Google has launched a major overhaul of the way it produces its search results. If it works as designed it could mean new content appears in results much more quickly.
The key to Google, like any search engine, is that queries don’t literally search the Internet but rather Google’s index which is repeatedly updated by scanning web pages to make the index more current.
Until now, the index has been built into several “layers” which are refreshed at varying intervals. The main “layer” updated roughly once every fortnight meaning that on average the data Google used for an individual web page would be a week old. (There are exceptions for sites known to be updated more frequently, for example those scanned for Google News.) Here’s an explanation from Google of how the old system works:
That system has been replaced by “Caffeine”, a system which throws out the layers and breaks the web down into much smaller chunks. Rather than running on a cycle, the index is continuously updated. This means new content goes “live” on the index as soon as Google finds it, rather than at the next scheduled update.
According to the company, this makes its index “50 percent fresher”, whatever that means. It also notes that the entire Caffeine database is almost 100 million gigabytes and the daily refresh rate is in the hundreds of thousands of gigabytes range.

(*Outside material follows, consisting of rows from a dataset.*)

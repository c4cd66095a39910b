//! Urgency scoring and message rendering.
//!
//! Everything here is pure: it takes the collection plus `today` and returns
//! text. Handlers and the scheduler decide where the text goes.

use chrono::NaiveDate;

use crate::db::*;
use crate::fields::*;
use crate::task::Task;
use crate::telegram::Button;

/// Prefix of the callback data carried by completion buttons.
pub const DONE_CALLBACK_PREFIX: &str = "done_";

/// Number of open tasks offered by the completion picker.
pub const DONE_PICKER_SIZE: usize = 10;

/// Characters of the task name shown on a picker button.
pub const BUTTON_NAME_WIDTH: usize = 38;

const BRIEF_TOP: usize = 3;
const BRIEF_OVERDUE_SHOWN: usize = 3;

/// Additive ranking heuristic. Never persisted.
///
/// Priority: high +30, mid +15. Deadline: overdue +60, within 3 days +50,
/// within 7 days +35. Work in progress: +10.
pub fn urgency_score(task: &Task, today: NaiveDate) -> i64 {
    let mut score = match task.pri {
        Priority::High => 30,
        Priority::Mid => 15,
        Priority::Low => 0,
    };
    score += match deadline_days(&task.deadline, today) {
        Some(d) if d < 0 => 60,
        Some(d) if d <= 3 => 50,
        Some(d) if d <= 7 => 35,
        _ => 0,
    };
    if task.status == Status::Wip {
        score += 10;
    }
    score
}

/// Sort by urgency, highest first. Ties keep their original order.
pub fn rank<'a>(tasks: &[&'a Task], today: NaiveDate) -> Vec<&'a Task> {
    let mut ranked = tasks.to_vec();
    ranked.sort_by_key(|t| std::cmp::Reverse(urgency_score(t, today)));
    ranked
}

/// Relative deadline label, or empty when the task has no usable deadline.
pub fn deadline_label(deadline: &str, today: NaiveDate) -> String {
    match deadline_days(deadline, today) {
        None => String::new(),
        Some(d) if d < 0 => format!("⚠️ {}d overdue", -d),
        Some(0) => "🔴 TODAY".into(),
        Some(1) => "🟡 Tomorrow".into(),
        Some(d) if d <= 7 => format!("🟡 {d}d left"),
        Some(_) => format!("📅 {}", deadline.trim()),
    }
}

fn is_overdue(task: &Task, today: NaiveDate) -> bool {
    matches!(deadline_days(&task.deadline, today), Some(d) if d < 0)
}

/// Render one task as a title line plus an indented category line.
///
/// `index` switches the bullet for a `1.` style ordinal.
pub fn format_task(task: &Task, index: Option<usize>, today: NaiveDate) -> String {
    let prefix = match index {
        Some(i) => format!("{i}. "),
        None => "• ".to_string(),
    };
    let label = deadline_label(&task.deadline, today);
    let label = if label.is_empty() { label } else { format!("  {label}") };
    format!(
        "{prefix}{} *{}*{label}\n   _{}_",
        task.pri.icon(),
        sanitize_markup(&task.name),
        sanitize_markup(task.category()),
    )
}

/// Open tasks grouped by category in first-seen order.
pub fn group_by_category<'a>(tasks: &[&'a Task]) -> Vec<(&'a str, Vec<&'a Task>)> {
    let mut groups: Vec<(&str, Vec<&Task>)> = Vec::new();
    for &t in tasks {
        match groups.iter_mut().find(|(cat, _)| *cat == t.category()) {
            Some((_, members)) => members.push(t),
            None => groups.push((t.category(), vec![t])),
        }
    }
    groups
}

/// Full open-task listing for `/tasks`.
pub fn build_task_list(db: &Database, today: NaiveDate) -> String {
    let open = db.open_tasks();
    if open.is_empty() {
        return "✅ No open tasks, all clear!".to_string();
    }

    let mut lines = vec![format!("📋 *{} open tasks:*\n", open.len())];
    for (cat, members) in group_by_category(&open) {
        lines.push(format!("*{}*", sanitize_markup(cat)));
        for t in rank(&members, today) {
            lines.push(format_task(t, None, today));
        }
        lines.push(String::new());
    }
    lines.join("\n")
}

/// The daily brief, shared by `/today` and the scheduled push.
pub fn build_daily_brief(db: &Database, today: NaiveDate) -> String {
    let open = db.open_tasks();
    let top = rank(&open, today);
    let overdue: Vec<&Task> = open.iter().copied().filter(|t| is_overdue(t, today)).collect();

    let mut lines = vec![
        "🗓 *Daily Brief*".to_string(),
        format!("📅 {}", today.format("%A, %d %b %Y")),
        String::new(),
        format!("*📊 Status:* {} open · {} done", open.len(), db.done_count()),
        String::new(),
        "*⚡ Top 3 today:*".to_string(),
    ];
    for (i, t) in top.iter().take(BRIEF_TOP).enumerate() {
        lines.push(format_task(t, Some(i + 1), today));
    }

    if !overdue.is_empty() {
        lines.push(String::new());
        lines.push(format!("*🚨 Overdue ({}):*", overdue.len()));
        for t in overdue.iter().take(BRIEF_OVERDUE_SHOWN) {
            lines.push(format_task(t, None, today));
        }
    }

    lines.push(String::new());
    lines.push("💬 Send any text to add a task".to_string());
    lines.push("/tasks — all tasks  |  /done — mark complete".to_string());
    lines.join("\n")
}

/// Counters shown by `/stats`.
#[derive(Debug, Clone, PartialEq, Eq)]
pub struct Stats {
    pub done: usize,
    pub open: usize,
    pub wip: usize,
    pub high: usize,
    pub overdue: usize,
    /// Open tasks per category, largest first; ties keep first-seen order.
    pub by_category: Vec<(String, usize)>,
}

impl Stats {
    pub fn compute(db: &Database, today: NaiveDate) -> Self {
        let open = db.open_tasks();
        let mut by_category: Vec<(String, usize)> = group_by_category(&open)
            .into_iter()
            .map(|(cat, members)| (cat.to_string(), members.len()))
            .collect();
        by_category.sort_by_key(|(_, count)| std::cmp::Reverse(*count));

        Stats {
            done: db.done_count(),
            open: open.len(),
            wip: open.iter().filter(|t| t.status == Status::Wip).count(),
            high: open.iter().filter(|t| t.pri == Priority::High).count(),
            overdue: open.iter().filter(|t| is_overdue(t, today)).count(),
            by_category,
        }
    }

    pub fn render(&self) -> String {
        let mut lines = vec![
            "📊 *Stats*\n".to_string(),
            format!("✅ Done: *{}*", self.done),
            format!("📂 Open: *{}*", self.open),
            format!("⚡ Active (WIP): *{}*", self.wip),
            format!("🔴 High priority: *{}*", self.high),
            format!("⚠️ Overdue: *{}*", self.overdue),
            String::new(),
            "*By project:*".to_string(),
        ];
        for (cat, count) in &self.by_category {
            lines.push(format!("  • {}: {count}", sanitize_markup(cat)));
        }
        lines.join("\n")
    }
}

/// Buttons for the most urgent open tasks, one per row.
pub fn done_keyboard(db: &Database, today: NaiveDate) -> Vec<Vec<Button>> {
    rank(&db.open_tasks(), today)
        .into_iter()
        .take(DONE_PICKER_SIZE)
        .map(|t| {
            vec![Button {
                text: format!("{} {}", t.pri.icon(), truncate(&t.name, BUTTON_NAME_WIDTH)),
                callback_data: format!("{DONE_CALLBACK_PREFIX}{}", t.id),
            }]
        })
        .collect()
}

/// Task id carried by a completion button, if the data is one.
pub fn parse_done_callback(data: &str) -> Option<u64> {
    data.strip_prefix(DONE_CALLBACK_PREFIX)?.trim().parse().ok()
}

#[cfg(test)]
mod tests {
    use super::*;
    use chrono::Duration;

    fn today() -> NaiveDate {
        NaiveDate::from_ymd_opt(2026, 10, 16).unwrap()
    }

    fn due_in(days: i64) -> String {
        (today() + Duration::days(days)).format("%Y-%m-%d").to_string()
    }

    fn task(id: u64, pri: Priority, status: Status, deadline: &str, cat: &str) -> Task {
        Task {
            id,
            name: format!("task {id}"),
            pri,
            status,
            deadline: deadline.to_string(),
            cat: cat.to_string(),
            ..Default::default()
        }
    }

    #[test]
    fn test_urgency_score_examples() {
        let t = task(1, Priority::High, Status::Open, &due_in(-1), "");
        assert_eq!(urgency_score(&t, today()), 90);
        let t = task(2, Priority::Mid, Status::Wip, &due_in(5), "");
        assert_eq!(urgency_score(&t, today()), 60);
        let t = task(3, Priority::Low, Status::Open, "", "");
        assert_eq!(urgency_score(&t, today()), 0);
        let t = task(4, Priority::Low, Status::Open, &due_in(0), "");
        assert_eq!(urgency_score(&t, today()), 50);
        let t = task(5, Priority::Mid, Status::Open, &due_in(8), "");
        assert_eq!(urgency_score(&t, today()), 15);
        let t = task(6, Priority::High, Status::Open, "someday", "");
        assert_eq!(urgency_score(&t, today()), 30);
    }

    #[test]
    fn test_rank_is_stable_on_ties() {
        let a = task(1, Priority::Mid, Status::Open, "", "");
        let b = task(2, Priority::High, Status::Open, "", "");
        let c = task(3, Priority::Mid, Status::Open, "", "");
        let d = task(4, Priority::Mid, Status::Open, "", "");
        let ranked = rank(&[&a, &b, &c, &d], today());
        let ids: Vec<u64> = ranked.iter().map(|t| t.id).collect();
        assert_eq!(ids, vec![2, 1, 3, 4]);
    }

    #[test]
    fn test_deadline_labels() {
        assert_eq!(deadline_label("", today()), "");
        assert_eq!(deadline_label("soon", today()), "");
        assert_eq!(deadline_label(&due_in(-3), today()), "⚠️ 3d overdue");
        assert_eq!(deadline_label(&due_in(0), today()), "🔴 TODAY");
        assert_eq!(deadline_label(&due_in(1), today()), "🟡 Tomorrow");
        assert_eq!(deadline_label(&due_in(7), today()), "🟡 7d left");
        assert_eq!(deadline_label("2027-01-01", today()), "📅 2027-01-01");
    }

    #[test]
    fn test_format_task_strips_markup() {
        let mut t = task(1, Priority::High, Status::Open, &due_in(1), "Home");
        t.name = "*fix* the_sink".into();
        assert_eq!(format_task(&t, Some(2), today()), "2. 🔴 *fix thesink*  🟡 Tomorrow\n   _Home_");
        t.deadline.clear();
        assert_eq!(format_task(&t, None, today()), "• 🔴 *fix thesink*\n   _Home_");
    }

    #[test]
    fn test_grouping_keeps_first_seen_order() {
        let db = Database::new(vec![
            task(1, Priority::Low, Status::Open, "", "Work"),
            task(2, Priority::High, Status::Open, "", "Admin"),
            task(3, Priority::High, Status::Open, "", "Work"),
            task(4, Priority::High, Status::Done, "", "Zoo"),
        ]);
        let open = db.open_tasks();
        let groups = group_by_category(&open);
        let cats: Vec<&str> = groups.iter().map(|(c, _)| *c).collect();
        assert_eq!(cats, vec!["Work", "Admin"]);

        let text = build_task_list(&db, today());
        assert!(text.starts_with("📋 *3 open tasks:*"));
        let work = text.find("*Work*").unwrap();
        let admin = text.find("*Admin*").unwrap();
        assert!(work < admin);
        // Within Work, the high-priority task comes first.
        assert!(text.find("task 3").unwrap() < text.find("task 1").unwrap());
        assert!(!text.contains("task 4"));
    }

    #[test]
    fn test_task_list_all_clear() {
        let db = Database::new(vec![task(1, Priority::Low, Status::Done, "", "")]);
        assert_eq!(build_task_list(&db, today()), "✅ No open tasks, all clear!");
    }

    #[test]
    fn test_daily_brief_caps_overdue() {
        let mut tasks: Vec<Task> = (1..=5)
            .map(|i| task(i, Priority::Low, Status::Open, &due_in(-(i as i64)), "X"))
            .collect();
        tasks.push(task(6, Priority::High, Status::Done, "", "X"));
        tasks.push(task(7, Priority::Mid, Status::Open, "", "X"));
        let db = Database::new(tasks);

        let brief = build_daily_brief(&db, today());
        assert!(brief.contains("📅 Friday, 16 Oct 2026"));
        assert!(brief.contains("6 open · 1 done"));
        assert!(brief.contains("*🚨 Overdue (5):*"));
        assert!(brief.contains("1. 🟢 *task 1*"));
        assert!(brief.contains("3. 🟢 *task 3*"));
        assert!(!brief.contains("4. "));
        let overdue_section = &brief[brief.find("Overdue (5)").unwrap()..];
        assert_eq!(overdue_section.matches("• ").count(), 3);
    }

    #[test]
    fn test_daily_brief_without_overdue() {
        let db = Database::new(vec![task(1, Priority::Mid, Status::Open, &due_in(3), "X")]);
        let brief = build_daily_brief(&db, today());
        assert!(!brief.contains("Overdue"));
        assert!(brief.contains("1 open · 0 done"));
    }

    #[test]
    fn test_stats() {
        let db = Database::new(vec![
            task(1, Priority::High, Status::Open, &due_in(-2), "A"),
            task(2, Priority::Low, Status::Wip, "", "B"),
            task(3, Priority::Mid, Status::Open, "", "B"),
            task(4, Priority::High, Status::Done, &due_in(-9), "A"),
            task(5, Priority::Low, Status::Open, "", "C"),
        ]);
        let stats = Stats::compute(&db, today());
        assert_eq!(stats.done, 1);
        assert_eq!(stats.open, 4);
        assert_eq!(stats.wip, 1);
        assert_eq!(stats.high, 1);
        assert_eq!(stats.overdue, 1);
        assert_eq!(
            stats.by_category,
            vec![("B".to_string(), 2), ("A".to_string(), 1), ("C".to_string(), 1)]
        );
        let text = stats.render();
        assert!(text.contains("⚠️ Overdue: *1*"));
        assert!(text.contains("  • B: 2"));
    }

    #[test]
    fn test_done_keyboard_takes_top_ten() {
        let mut tasks: Vec<Task> = (1..=12).map(|i| task(i, Priority::Low, Status::Open, "", "")).collect();
        tasks[11].pri = Priority::High;
        tasks[0].name = "a very long task name that will certainly not fit on a button".into();
        let db = Database::new(tasks);

        let keyboard = done_keyboard(&db, today());
        assert_eq!(keyboard.len(), 10);
        assert_eq!(keyboard[0][0].callback_data, "done_12");
        assert_eq!(keyboard[1][0].callback_data, "done_1");
        assert_eq!(keyboard[1][0].text.chars().count(), 2 + BUTTON_NAME_WIDTH);
        assert_eq!(keyboard[9][0].callback_data, "done_9");
    }

    #[test]
    fn test_parse_done_callback() {
        assert_eq!(parse_done_callback("done_17"), Some(17));
        assert_eq!(parse_done_callback("done_x"), None);
        assert_eq!(parse_done_callback("undo_3"), None);
    }
}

What’s not yet clear is if this will have any impact on search engine optimization and the factors which determine where pages appear in the Google rankings. It appears that the frequency at which individual pages are scanned won’t change; instead it’s the speed at which the data collected in that scan is built into the live index. Still, that change may have affect the number of pages which wind up benefiting from whatever element of Google’s algorithm favors recently-written content.